/*
* Copyright 2015-2017 the original author or authors.
*
* Licensed under the Apache License, Version 2.0 (the "License");
* you may not use this file except in compliance with the License.
* You may obtain a copy of the License at
*
* http://www.apache.org/licenses/LICENSE-2.0
*
* Unless required by applicable law or agreed to in writing, software
* distributed under the License is distributed on an "AS IS" BASIS,
* WITHOUT WARRANTIES OR CONDITIONS OF ANY KIND, either express or implied.

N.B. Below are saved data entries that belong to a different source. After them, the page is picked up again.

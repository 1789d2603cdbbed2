//! Termination and advance decisions
//!
//! The two conventions define "total pages" differently: offset-style stops
//! at `total_pages - 1`, cursor-style at `total_pages`. Both formulas are
//! kept exactly as the upstream APIs behave.

use super::types::{NextPage, PaginationMeta, StopReason, TraversalState};

/// Whether `current_index` is the last page.
///
/// An absent pagination block means a single page. Offset-style compares
/// the locally tracked index; cursor-style compares the reported
/// `current_page` when present.
pub fn is_last_page(meta: Option<&PaginationMeta>, current_index: u32) -> bool {
    match meta {
        None => true,
        Some(PaginationMeta::Offset {
            last, total_pages, ..
        }) => {
            // current >= total - 1, without underflow when total is 0
            *last
                || total_pages
                    .is_some_and(|total| u64::from(current_index) + 1 >= u64::from(total))
        }
        Some(PaginationMeta::Cursor {
            current_page,
            has_next,
            total_pages,
        }) => {
            // cursor APIs are judged by the page they say they served
            let served = current_page.unwrap_or(current_index);
            !*has_next || total_pages.is_some_and(|total| served >= total)
        }
    }
}

/// Index of the page after `current_index`.
///
/// Trusts the page number the server reported; falls back to the locally
/// tracked index when the block omits it.
pub fn next_index(meta: Option<&PaginationMeta>, current_index: u32) -> u32 {
    let reported = match meta {
        Some(PaginationMeta::Offset { page, .. }) => *page,
        Some(PaginationMeta::Cursor { current_page, .. }) => *current_page,
        None => None,
    };
    reported.unwrap_or(current_index).saturating_add(1)
}

/// Combined decision for the engine, including loop safety.
///
/// Never advances to the current page or to a page already visited in
/// this run.
pub fn decide(meta: Option<&PaginationMeta>, state: &TraversalState) -> NextPage {
    let current = state.current_page_index;

    if meta.is_none() {
        return NextPage::Done(StopReason::NoPagination);
    }
    if is_last_page(meta, current) {
        return NextPage::Done(StopReason::LastPage);
    }

    let next = next_index(meta, current);
    if next == current || state.has_visited(next) {
        return NextPage::Done(StopReason::RepeatedPage);
    }
    NextPage::Continue(next)
}
//! Configuration module
//!
//! Two layers, both constructed once by the CLI:
//! - [`Settings`] - connection, logging and run length (flags / environment)
//! - [`ScenarioConfig`] - per-scenario knobs (YAML or JSON document)

mod loader;
mod settings;
mod types;

pub use loader::{load_scenario_config, scenario_config_from_json, scenario_config_from_str};
pub use settings::{seconds, Settings};
pub use types::{
    default_categories, CategoryDef, MotelTemplate, ReservationConfig, RoomCategorySeed,
    RoomSeed, ScenarioConfig,
};

#[cfg(test)]
mod tests;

* See the License for the specific language governing permissions and
* limitations under the License.
*/
package org.springframework.cloud.stream.provisioning;
import org.springframework.cloud.stream.binder.ProducerProperties;
/**
* Represents a ProducerDestination that provides the information about the destination
* that is physically provisioned through
* {@link ProvisioningProvider#provisionProducerDestination(String, ProducerProperties)}
*
* @author Soby Chacko
*
* @since 1.2
*/
public interface ProducerDestination {
/**
* Provides the destination name.
*
* @return destination name
*/
String getName();
/**
* Provides the destination name for a given partition.
*
* If the producer provision the destination with partitions, on certain middleware brokers
* there may exist multiple destinations distinguishable by the partition. For example,
* if the destination name is <b>xyz</b> and it is provisioned with <b>4</b> partitions, there may be
* 4 different destinations on the broker such as - <b>xyz-0, xyz-1, xyz-2 and xyz-3</b>.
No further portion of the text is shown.